Si This War of Mine est donc un très bon jeu de survie, et peut-être le premier jeu de guerre réaliste jamais créé, pour moi sa force va bien au-delà : il questionne l'humanité des personnages et, par transitivité, du joueur. À quel moment perd-on son humanité ? Est-il seulement possible de survivre (= terminer le jeu) sans la perdre ? Pour terminer le lien avec mon introduction, Primo Levi écrivait : « Celui qui tue est un homme, celui qui commet ou subit une injustice est un homme. Mais celui qui se laisse aller au point de partager son lit avec un cadavre, celui-là n'est pas un homme. Celui qui a attendu que son voisin finisse de mourir pour lui prendre un quart de pain, est, même s'il n'est pas fautif, plus éloigné du modèle de l'homme pensant que le plus fruste des Pygmées et le plus abominable des sadiques ». En tant que joueur, où se situe ma propre ligne de non retour ?

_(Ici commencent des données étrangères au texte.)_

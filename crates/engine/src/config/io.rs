//! Configuration IO helpers for discovery settings.

use crate::config::{ConfigError, DiscoveryConfig, validate_config};
use crate::documentation::is_yaml;
use apiscribe_util::expand_tilde;
use dirs_next::config_dir;
use std::env;
use std::fs;
use std::path::{Path, PathBuf};
use tracing::debug;

/// Environment variable overriding the configuration location.
pub const CONFIG_PATH_ENV: &str = "APISCRIBE_CONFIG_PATH";

/// Returns the default path for the discovery configuration file.
pub fn default_config_path() -> PathBuf {
    if let Ok(path) = env::var(CONFIG_PATH_ENV)
        && !path.trim().is_empty()
    {
        return expand_tilde(&path);
    }

    config_dir()
        .unwrap_or_else(|| PathBuf::from("."))
        .join("apiscribe")
        .join("discovery.json")
}

/// Loads and parses discovery configuration from the default path.
pub fn load_config() -> Result<DiscoveryConfig, ConfigError> {
    let path = default_config_path();
    load_config_from_path(&path)
}

/// Loads and parses discovery configuration from a specific path.
///
/// A missing file yields the defaults. `.yaml`/`.yml` files are parsed as
/// YAML, anything else as JSON.
pub fn load_config_from_path(path: &Path) -> Result<DiscoveryConfig, ConfigError> {
    if !path.exists() {
        debug!(path = %path.display(), "no discovery config found; using defaults");
        return Ok(DiscoveryConfig::default());
    }

    let content = fs::read_to_string(path).map_err(|source| ConfigError::Io {
        path: path.to_path_buf(),
        source,
    })?;
    let config: DiscoveryConfig = if is_yaml(path) {
        serde_yaml::from_str(&content)?
    } else {
        serde_json::from_str(&content)?
    };
    validate_config(&config)?;
    Ok(config)
}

Alors depuis quelques jours je raisonne, en ma qualité d'homme libre ; je pense à Primo Levi, je pense à This War of Mine. Je pense à l'espèce humaine. Je réfléchis, je me questionne. Oh, rien de fondamentalement profond, mais assez pour que je laisse mon esprit s'y promener. Mon avis est donc forcément influé par ce combo, mais je n'arrive pas à me détacher de l'idée que, avec ce jeu, 11 Bit Studios a mis le doigt sur quelque chose, quelque chose d'inédit dans le monde du jeu vidéo, bien que déjà approché par certains, comme The Last of Us. Quelque chose d'humain.